The best comedies of Goldoni are: La Donna di Garbo, La Bottega di Caffè, Pamela nubile, Le Baruffe chiozzotte, I Rusteghi, Todero Brontolon, Gli Innamorati, Il Ventaglio, Il Bugiardo, La Casa nova, Il Burbero benefico, La Locandiera. A collected edition (Venice, 1788) was republished at Florence in 1827. See P. G. Molmenti, Carlo Goldoni (Venice, 1875); Rabany, Carlo Goldoni (Paris, 1896). The Memoirs were translated into English by John Black (Boston, 1877). with preface by W. D. Howells.


GOLDS, a Mongolo-Tatar people, living on the Lower Amur in south-eastern Siberia. Their chief settlements are on the right bank of the Amur and along the Sungari and Usuri rivers. In physique they are typically Mongolic. Like the Chinese they wear a pigtail, and from them, too, have learnt the art of silk embroidery. The Golds live almost entirely on fish, and are excellent boatmen. They keep large herds of swine and dogs, which live, like themselves, on fish. Geese, wild duck, eagles, bears, wolves and foxes are also kept in menageries. There is much reverence paid to the eagles, and hence the Manchus call the Golds “Eaglets.” Their religion is Shamanism.

See L. Schrenck, Die Völker des Amurlandes (St Petersburg, 1891); Laufer, “The Amoor Tribes,” in American Anthropologist (New York, 1900); E. G. Ravenstein, The Russians on the Amur (1861).


GOLDSBORO, a city and the county-seat of Wayne county, North Carolina, U.S.A., on the Neuse river, about 50 m. S.E. of Raleigh. Pop. (1890) 4017; (1900) 5877 (2520 negroes); (1910) 6107. It is served by the Southern, the Atlantic Coast Line and the Norfolk & Southern railways. The surrounding country produces large quantities of tobacco, cotton and grain, and trucking is an important industry, the city being a distributing point for strawberries and various kinds of vegetables. The city’s manufactures include cotton goods, knit goods, cotton-seed oil, agricultural implements, lumber and furniture. Goldsboro is the seat of the Eastern insane asylum (for negroes) and of an Odd Fellows’ orphan home. The municipality owns and operates its water-works and electric-lighting plant. Goldsboro was settled in 1838, and was first incorporated in 1841. In the campaign of 1865 Goldsboro was the point of junction of the Union armies under generals Sherman and Schofield, previous to the final advance to Greensboro.

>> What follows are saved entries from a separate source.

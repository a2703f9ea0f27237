use crate::error::FetchError;
use crate::result::{HttpResponse, UNKNOWN_STATUS};
use std::io::{self, Read, Write};
use std::net::{Ipv4Addr, SocketAddr, TcpStream};
use std::time::Duration;
use tracing::debug;

pub const DEFAULT_PORT: u16 = 80;
pub const DEFAULT_CHUNK_SIZE: usize = 4096;
pub const USER_AGENT: &str = "Mozilla/5.0 (Macintosh; Intel Mac OS X 10_9_3) AppleWebKit/537.36 \
                              (KHTML, like Gecko) Chrome/35.0.1916.47 Safari/537.36";

const HEADER_TERMINATOR: &[u8] = b"\r\n\r\n";

/// Issues raw HTTP/1.1 GET requests over a plain TCP socket.
///
/// Responses are framed by the peer closing the connection; `Content-Length`
/// and chunked transfer encoding are not interpreted.
#[derive(Debug, Clone)]
pub struct Fetcher {
    port: u16,
    chunk_size: usize,
    timeout: Option<Duration>,
}

impl Fetcher {
    pub fn new() -> Self {
        Self {
            port: DEFAULT_PORT,
            chunk_size: DEFAULT_CHUNK_SIZE,
            timeout: None,
        }
    }

    pub fn with_port(mut self, port: u16) -> Self {
        self.port = port;
        self
    }

    /// Size of the buffer each socket read fills. Zero is bumped to one.
    pub fn with_chunk_size(mut self, chunk_size: usize) -> Self {
        self.chunk_size = chunk_size.max(1);
        self
    }

    /// Deadline applied to connect and to every individual read and write.
    pub fn with_timeout(mut self, timeout: Duration) -> Self {
        self.timeout = Some(timeout);
        self
    }

    pub fn port(&self) -> u16 {
        self.port
    }

    pub fn chunk_size(&self) -> usize {
        self.chunk_size
    }

    pub fn timeout(&self) -> Option<Duration> {
        self.timeout
    }

    pub fn fetch(&self, ip: Ipv4Addr, host: &str, path: &str) -> Result<HttpResponse, FetchError> {
        let addr = SocketAddr::from((ip, self.port));
        debug!("Fetching http://{}{} via {}", host, path, addr);

        let mut stream = self.connect(&addr)?;

        let request = build_request(host, path);
        stream
            .write_all(request.as_bytes())
            .and_then(|_| stream.flush())
            .map_err(FetchError::WriteFailed)?;

        // The stream is dropped (and the connection closed) on every return path.
        read_response(&mut stream, self.chunk_size)
    }

    fn connect(&self, addr: &SocketAddr) -> Result<TcpStream, FetchError> {
        let stream = match self.timeout {
            Some(timeout) => TcpStream::connect_timeout(addr, timeout),
            None => TcpStream::connect(addr),
        }
        .map_err(FetchError::ConnectFailed)?;

        // std creates and connects the socket in one call, so socket-level
        // failures surface while configuring the connected stream.
        stream
            .set_read_timeout(self.timeout)
            .and_then(|_| stream.set_write_timeout(self.timeout))
            .and_then(|_| stream.set_nodelay(true))
            .map_err(FetchError::SocketCreateFailed)?;

        Ok(stream)
    }
}

impl Default for Fetcher {
    fn default() -> Self {
        Self::new()
    }
}

/// Format the GET request. Only `Host` and `User-Agent` are sent.
pub fn build_request(host: &str, path: &str) -> String {
    format!(
        "GET {} HTTP/1.1\r\nHost: {}\r\nUser-Agent: {}\r\n\r\n",
        path, host, USER_AGENT
    )
}

/// Drain `reader` in `chunk_size` reads until the peer closes, assembling the response.
///
/// Aborts with [`FetchError::BadStatus`] as soon as a non-2xx status code is
/// visible, without reading the rest of the stream.
pub fn read_response<R: Read>(mut reader: R, chunk_size: usize) -> Result<HttpResponse, FetchError> {
    let mut chunk = vec![0u8; chunk_size.max(1)];
    let mut assembler = ResponseAssembler::default();

    loop {
        let read = match reader.read(&mut chunk) {
            Ok(0) => break,
            Ok(read) => read,
            Err(e) if e.kind() == io::ErrorKind::Interrupted => continue,
            Err(e) => return Err(FetchError::ReadFailed(e)),
        };
        assembler.feed(&chunk[..read])?;
    }

    assembler.finish()
}

/// Incremental header/body splitter fed one chunk at a time.
#[derive(Debug, Default)]
struct ResponseAssembler {
    header: Vec<u8>,
    body: Vec<u8>,
    headers_complete: bool,
    status_code: Option<u16>,
}

impl ResponseAssembler {
    fn feed(&mut self, chunk: &[u8]) -> Result<(), FetchError> {
        if self.headers_complete {
            self.body.extend_from_slice(chunk);
            return Ok(());
        }

        // The terminator may straddle the previous chunk, so back up by up to three bytes.
        let search_from = self.header.len().saturating_sub(HEADER_TERMINATOR.len() - 1);
        self.header.extend_from_slice(chunk);

        if let Some(offset) = find_terminator(&self.header[search_from..]) {
            let header_end = search_from + offset;
            self.body
                .extend_from_slice(&self.header[header_end + HEADER_TERMINATOR.len()..]);
            self.header.truncate(header_end);
            self.headers_complete = true;
        }

        if self.status_code.is_none() {
            self.status_code = parse_status_code(&self.header, self.headers_complete);
        }

        // A missing status code is not fatal; only a known non-2xx one is.
        match self.status_code {
            Some(code) if !(200..=299).contains(&code) => Err(FetchError::BadStatus(code)),
            _ => Ok(()),
        }
    }

    fn finish(self) -> Result<HttpResponse, FetchError> {
        if !self.headers_complete {
            return Err(FetchError::MalformedResponse(
                "connection closed before the end of the header block",
            ));
        }

        Ok(HttpResponse {
            status_code: self.status_code.unwrap_or(UNKNOWN_STATUS),
            header_block: String::from_utf8_lossy(&self.header).into_owned(),
            body: self.body,
        })
    }
}

fn find_terminator(haystack: &[u8]) -> Option<usize> {
    haystack
        .windows(HEADER_TERMINATOR.len())
        .position(|window| window == HEADER_TERMINATOR)
}

/// Skip the first whitespace-delimited token and read the second as the status code.
///
/// A token running into the end of a still-growing buffer may be truncated, so
/// it only counts once whitespace follows it or the header block is complete.
fn parse_status_code(header: &[u8], headers_complete: bool) -> Option<u16> {
    let rest = skip_whitespace(header);
    let version_len = rest.iter().position(u8::is_ascii_whitespace)?;

    let rest = skip_whitespace(&rest[version_len..]);
    let code_len = match rest.iter().position(u8::is_ascii_whitespace) {
        Some(len) => len,
        None if headers_complete => rest.len(),
        None => return None,
    };

    std::str::from_utf8(&rest[..code_len]).ok()?.parse().ok()
}

fn skip_whitespace(bytes: &[u8]) -> &[u8] {
    let start = bytes
        .iter()
        .position(|b| !b.is_ascii_whitespace())
        .unwrap_or(bytes.len());
    &bytes[start..]
}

GOLDSCHMIDT, HERMANN (1802-1866), German painter and astronomer, was the son of a Jewish merchant, and was born at Frankfort on the 17th of June 1802. He for ten years assisted his father in his business; but, his love of art having been awakened while journeying in Holland, he in 1832 began the study of painting at Munich under Cornelius and Schnorr, and in 1836 established himself at Paris, where he painted a number of pictures of more than average merit, among which may be mentioned the “Cumaean Sibyl” (1844); an “Offering to Venus” (1845); a “View of Rome” (1849); the “Death of Romeo and Juliet” (1857); and several Alpine landscapes. In 1847 he began to devote his attention to astronomy; and from 1852 to 1861 he discovered fourteen asteroids between Mars and Jupiter, on which account he received the grand astronomical prize from the Academy of Sciences. His observations of the protuberances on the sun, made during the total eclipse on the 10th of July 1860, are included in the work of Mädler on the eclipse, published in 1861. Goldschmidt died at Fontainebleau on the 26th of August 1866.


GOLDSMID, the name of a family of Anglo-Jewish bankers sprung from Aaron Goldsmid (d. 1782), a Dutch merchant who settled in England about 1763. Two of his sons, Benjamin Goldsmid (c. 1753-1808) and Abraham Goldsmid (c. 1756-1810), began business together about 1777 as bill-brokers in London, and soon became great powers in the money market, during the Napoleonic war, through their dealings with the government. Abraham Goldsmid was in 1810 joint contractor with the Barings for a government loan, but owing to a depreciation of the scrip he was forced into bankruptcy and committed suicide. His brother, in a fit of depression, had similarly taken his own life two years before. Both were noted for their public and private generosity, and Benjamin had a part in founding the Royal Naval Asylum. Benjamin left four sons, the youngest being Lionel Prager Goldsmid; Abraham a daughter, Isabel.